He told the court he pulled over and walked to the parked vehicle.
"There was a person lying, their seat was reclined a bit," Mr Ali said. "I could see a little bit of blood on the person. It was on his shirt and around his face area."
He said Kaur was shaking the man "as though to wake him up" and after asking her what happened several times in Hindi, she responded.
"She said that he was talking to somebody and that person took his phone and stabbed him," Mr Ali said.
Crown prosecutor Natalie Walker in her opening suggested that had been a story concocted by the defendants to make the attack look like a robbery gone wrong.
Mr Ali called emergency services and was told over the phone to check whether Davender Singh was breathing but struggled to do so because of Kaur's position inside the car.
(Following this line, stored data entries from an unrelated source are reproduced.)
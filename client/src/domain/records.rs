//! Patient records and the dashboard overview built from them.

use std::fmt;
use std::sync::Arc;

use serde::{Deserialize, Serialize};
use serde_json::{Map, Value};

use crate::domain::ports::RecordsApi;
use crate::domain::{Error, PatientId, Session};

/// Record collections exposed per patient by the backend.
#[derive(Debug, Clone, Copy, PartialEq, Eq, Hash, Serialize, Deserialize)]
#[serde(rename_all = "snake_case")]
pub enum RecordKind {
    /// Consultations.
    Visits,
    /// Lab and imaging tests.
    Tests,
    /// Prescriptions.
    Medications,
    /// Uploaded documents.
    Files,
}

impl RecordKind {
    /// Every collection, in dashboard order.
    pub const ALL: [Self; 4] = [Self::Visits, Self::Tests, Self::Medications, Self::Files];

    /// Collection path relative to the API root.
    pub fn collection_path(self) -> &'static str {
        match self {
            Self::Visits => "/visits/",
            Self::Tests => "/tests/",
            Self::Medications => "/medications/",
            Self::Files => "/files/",
        }
    }
}

impl fmt::Display for RecordKind {
    fn fmt(&self, f: &mut fmt::Formatter<'_>) -> fmt::Result {
        let label = match self {
            Self::Visits => "visits",
            Self::Tests => "tests",
            Self::Medications => "medications",
            Self::Files => "files",
        };
        f.write_str(label)
    }
}

/// One record as returned by the backend.
///
/// The client does not interpret record contents beyond the identifier.
#[derive(Debug, Clone, PartialEq, Serialize, Deserialize)]
pub struct PatientRecord {
    /// Backend identifier, when present.
    #[serde(default, skip_serializing_if = "Option::is_none")]
    pub id: Option<u64>,
    /// Record fields.
    #[serde(flatten)]
    pub fields: Map<String, Value>,
}

/// Payload for `POST /visits/`.
#[derive(Debug, Clone, PartialEq, Serialize)]
pub struct VisitRequest {
    /// Patient the visit belongs to.
    pub patient: PatientId,
    /// Visit details such as date, reason and notes.
    #[serde(flatten)]
    pub details: Map<String, Value>,
}

impl VisitRequest {
    /// Start a visit with no details.
    pub fn new(patient: PatientId) -> Self {
        Self {
            patient,
            details: Map::new(),
        }
    }

    /// Attach one detail field.
    #[must_use]
    pub fn with_detail(mut self, key: impl Into<String>, value: Value) -> Self {
        self.details.insert(key.into(), value);
        self
    }
}

/// Everything a patient dashboard shows.
#[derive(Debug, Clone, Default, PartialEq, Serialize, Deserialize)]
pub struct PatientOverview {
    /// Past and upcoming visits.
    pub visits: Vec<PatientRecord>,
    /// Test results.
    pub tests: Vec<PatientRecord>,
    /// Current and past prescriptions.
    pub medications: Vec<PatientRecord>,
    /// Uploaded documents.
    pub files: Vec<PatientRecord>,
}

/// Loads patient records through a [`RecordsApi`].
#[derive(Clone)]
pub struct PatientRecordsService<R> {
    api: Arc<R>,
}

impl<R> PatientRecordsService<R> {
    /// Create a service over the given API.
    pub fn new(api: Arc<R>) -> Self {
        Self { api }
    }
}

impl<R: RecordsApi> PatientRecordsService<R> {
    /// List one collection for `patient`.
    pub async fn records(
        &self,
        kind: RecordKind,
        patient: PatientId,
    ) -> Result<Vec<PatientRecord>, Error> {
        self.api
            .patient_records(kind, patient)
            .await
            .map_err(|err| err.to_domain(&format!("Failed to load {kind}")))
    }

    /// Load every collection for `patient` concurrently.
    ///
    /// The first failure aborts the overview.
    pub async fn overview(&self, patient: PatientId) -> Result<PatientOverview, Error> {
        let (visits, tests, medications, files) = tokio::try_join!(
            self.records(RecordKind::Visits, patient),
            self.records(RecordKind::Tests, patient),
            self.records(RecordKind::Medications, patient),
            self.records(RecordKind::Files, patient),
        )?;
        Ok(PatientOverview {
            visits,
            tests,
            medications,
            files,
        })
    }

    /// Load the overview of the patient signed into `session`.
    pub async fn overview_for(&self, session: &Session) -> Result<PatientOverview, Error> {
        let patient = session
            .patient_id()
            .ok_or_else(|| Error::unauthorized("a patient must be signed in"))?;
        self.overview(patient).await
    }

    /// Record a visit.
    pub async fn create_visit(&self, visit: &VisitRequest) -> Result<PatientRecord, Error> {
        self.api
            .create_visit(visit)
            .await
            .map_err(|err| err.to_domain("Failed to create visit"))
    }

    /// Fetch one visit.
    pub async fn visit_details(&self, visit_id: u64) -> Result<PatientRecord, Error> {
        self.api
            .visit_details(visit_id)
            .await
            .map_err(|err| err.to_domain("Failed to load visit"))
    }
}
"She had her face over his face and she was crying over him," he said.
He told the call taker there was a "flap of skin" across the man's neck, where it had been sliced, and he was told to apply pressure.
He passed the message on to the victim's wife who he said grabbed a scarf from the back to push against the wound.
The Crown allege Amandeep Kaur and Gurjinder Singh had begun an affair months before Davender Singh was killed in August last year.
After 130 calls and more than 1000 text messages in the space of three months, it is alleged their respective partners discovered the relationship and electronic communication between the couple ceased.
But Ms Walker said their contact continued in the form of hand-written notes.
The Crown said the plan to murder Davender Singh was clearly apparent through those letters, which were allegedly found by police after the killing.
Yesterday the court also heard a knife - exhibited in court in a plastic box - was foun wrapped in a towel and some bloody clothes under a plastic sheet in Gurjinder Singh's
garage.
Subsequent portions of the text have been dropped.